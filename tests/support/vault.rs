use std::collections::VecDeque;
use std::sync::Mutex;

use async_trait::async_trait;
use vault_quote_sync::domain::{PageResult, PageToken, ProcessedStatus, Quote, SessionToken};
use vault_quote_sync::error::{Result, VaultError};
use vault_quote_sync::port::{Credentials, VaultApi};

/// One call observed by [`ScriptedVault`].
#[derive(Debug, Clone, PartialEq)]
pub enum Call {
    Authenticate { username: String },
    Query { session: String, vql: String },
    FetchPage { session: String, token: String },
    BulkUpdate { session: String, quotes: Vec<Quote> },
}

/// In-memory Vault that replays scripted pages and write-back statuses.
///
/// Queries and page fetches pop from the same page script; an exhausted
/// script yields a failed page. Write-backs pop from their own script and
/// default to `Success`.
#[derive(Default)]
pub struct ScriptedVault {
    pages: Mutex<VecDeque<PageResult>>,
    updates: Mutex<VecDeque<ProcessedStatus>>,
    reject_auth: bool,
    calls: Mutex<Vec<Call>>,
}

impl ScriptedVault {
    pub fn new() -> Self {
        Self::default()
    }

    pub fn with_pages(mut self, pages: impl IntoIterator<Item = PageResult>) -> Self {
        self.pages = Mutex::new(pages.into_iter().collect());
        self
    }

    pub fn with_updates(mut self, updates: impl IntoIterator<Item = ProcessedStatus>) -> Self {
        self.updates = Mutex::new(updates.into_iter().collect());
        self
    }

    pub fn rejecting_auth(mut self) -> Self {
        self.reject_auth = true;
        self
    }

    pub fn calls(&self) -> Vec<Call> {
        self.calls.lock().expect("lock vault calls").clone()
    }

    pub fn bulk_updates(&self) -> Vec<Vec<Quote>> {
        self.calls()
            .into_iter()
            .filter_map(|call| match call {
                Call::BulkUpdate { quotes, .. } => Some(quotes),
                _ => None,
            })
            .collect()
    }

    pub fn count(&self, predicate: impl Fn(&Call) -> bool) -> usize {
        self.calls().iter().filter(|call| predicate(call)).count()
    }

    fn record(&self, call: Call) {
        self.calls.lock().expect("lock vault calls").push(call);
    }

    fn next_page(&self) -> PageResult {
        self.pages
            .lock()
            .expect("lock vault pages")
            .pop_front()
            .unwrap_or_else(PageResult::failed)
    }
}

#[async_trait]
impl VaultApi for ScriptedVault {
    async fn authenticate(&self, credentials: &Credentials) -> Result<SessionToken> {
        self.record(Call::Authenticate {
            username: credentials.username.clone(),
        });
        if self.reject_auth {
            return Err(VaultError::AuthenticationFailed {
                url: "scripted://auth".to_string(),
                message: "INVALID_SESSION_ID".to_string(),
            }
            .into());
        }
        Ok(SessionToken::new("fresh-session"))
    }

    async fn query(&self, session: &SessionToken, vql: &str) -> PageResult {
        self.record(Call::Query {
            session: session.expose().to_string(),
            vql: vql.to_string(),
        });
        self.next_page()
    }

    async fn fetch_page(&self, session: &SessionToken, token: &PageToken) -> PageResult {
        self.record(Call::FetchPage {
            session: session.expose().to_string(),
            token: token.as_str().to_string(),
        });
        self.next_page()
    }

    async fn bulk_update(&self, session: &SessionToken, quotes: &[Quote]) -> ProcessedStatus {
        self.record(Call::BulkUpdate {
            session: session.expose().to_string(),
            quotes: quotes.to_vec(),
        });
        self.updates
            .lock()
            .expect("lock vault updates")
            .pop_front()
            .unwrap_or(ProcessedStatus::Success)
    }
}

**ABOUT THIS EXERCISE:** Reproduce each line of the data without any change.

**PROBLEM SOLUTION:**
filename tests/support/vault.rs
use std::collections::VecDeque;
use std::sync::Mutex;

use async_trait::async_trait;
use vault_quote_sync::domain::{PageResult, PageToken, ProcessedStatus, Quote, SessionToken};
use vault_quote_sync::error::{Result, VaultError};
use vault_quote_sync::port::{Credentials, VaultApi};

/// One call observed by [`ScriptedVault`].
#[derive(Debug, Clone, PartialEq)]
pub enum Call {
    Authenticate { username: String },
    Query { session: String, vql: String },
    FetchPage { session: String, token: String },
    BulkUpdate { session: String, quotes: Vec<Quote> },
}

/// In-memory Vault that replays scripted pages and write-back statuses.
///
/// Queries and page fetches pop from the same page script; an exhausted
/// script yields a failed page. Write-backs pop from their own script and
/// default to `Success`.
#[derive(Default)]
pub struct ScriptedVault {
    pages: Mutex<VecDeque<PageResult>>,
    updates: Mutex<VecDeque<ProcessedStatus>>,
    reject_auth: bool,
    calls: Mutex<Vec<Call>>,
}

impl ScriptedVault {
    pub fn new() -> Self {
        Self::default()
    }

    pub fn with_pages(mut self, pages: impl IntoIterator<Item = PageResult>) -> Self {
        self.pages = Mutex::new(pages.into_iter().collect());
        self
    }

    pub fn with_updates(mut self, updates: impl IntoIterator<Item = ProcessedStatus>) -> Self {
        self.updates = Mutex::new(updates.into_iter().collect());
        self
    }

    pub fn rejecting_auth(mut self) -> Self {
        self.reject_auth = true;
        self
    }

    pub fn calls(&self) -> Vec<Call> {
        self.calls.lock().expect("lock vault calls").clone()
    }

    pub fn bulk_updates(&self) -> Vec<Vec<Quote>> {
        self.calls()
            .into_iter()
            .filter_map(|call| match call {
                Call::BulkUpdate { quotes, .. } => Some(quotes),
                _ => None,
            })
            .collect()
    }

    pub fn count(&self, predicate: impl Fn(&Call) -> bool) -> usize {
        self.calls().iter().filter(|call| predicate(call)).count()
    }

    fn record(&self, call: Call) {
        self.calls.lock().expect("lock vault calls").push(call);
    }

    fn next_page(&self) -> PageResult {
        self.pages
            .lock()
            .expect("lock vault pages")
            .pop_front()
            .unwrap_or_else(PageResult::failed)
    }
}

#[async_trait]
impl VaultApi for ScriptedVault {
    async fn authenticate(&self, credentials: &Credentials) -> Result<SessionToken> {
        self.record(Call::Authenticate {
            username: credentials.username.clone(),
        });
        if self.reject_auth {
            return Err(VaultError::AuthenticationFailed {
                url: "scripted://auth".to_string(),
                message: "INVALID_SESSION_ID".to_string(),
            }
            .into());
        }
        Ok(SessionToken::new("fresh-session"))
    }

    async fn query(&self, session: &SessionToken, vql: &str) -> PageResult {
        self.record(Call::Query {
            session: session.expose().to_string(),
            vql: vql.to_string(),
        });
        self.next_page()
    }

    async fn fetch_page(&self, session: &SessionToken, token: &PageToken) -> PageResult {
        self.record(Call::FetchPage {
            session: session.expose().to_string(),
            token: token.as_str().to_string(),
        });
        self.next_page()
    }

    async fn bulk_update(&self, session: &SessionToken, quotes: &[Quote]) -> ProcessedStatus {
        self.record(Call::BulkUpdate {
            session: session.expose().to_string(),
            quotes: quotes.to_vec(),
        });
        self.updates
            .lock()
            .expect("lock vault updates")
            .pop_front()
            .unwrap_or(ProcessedStatus::Success)
    }
}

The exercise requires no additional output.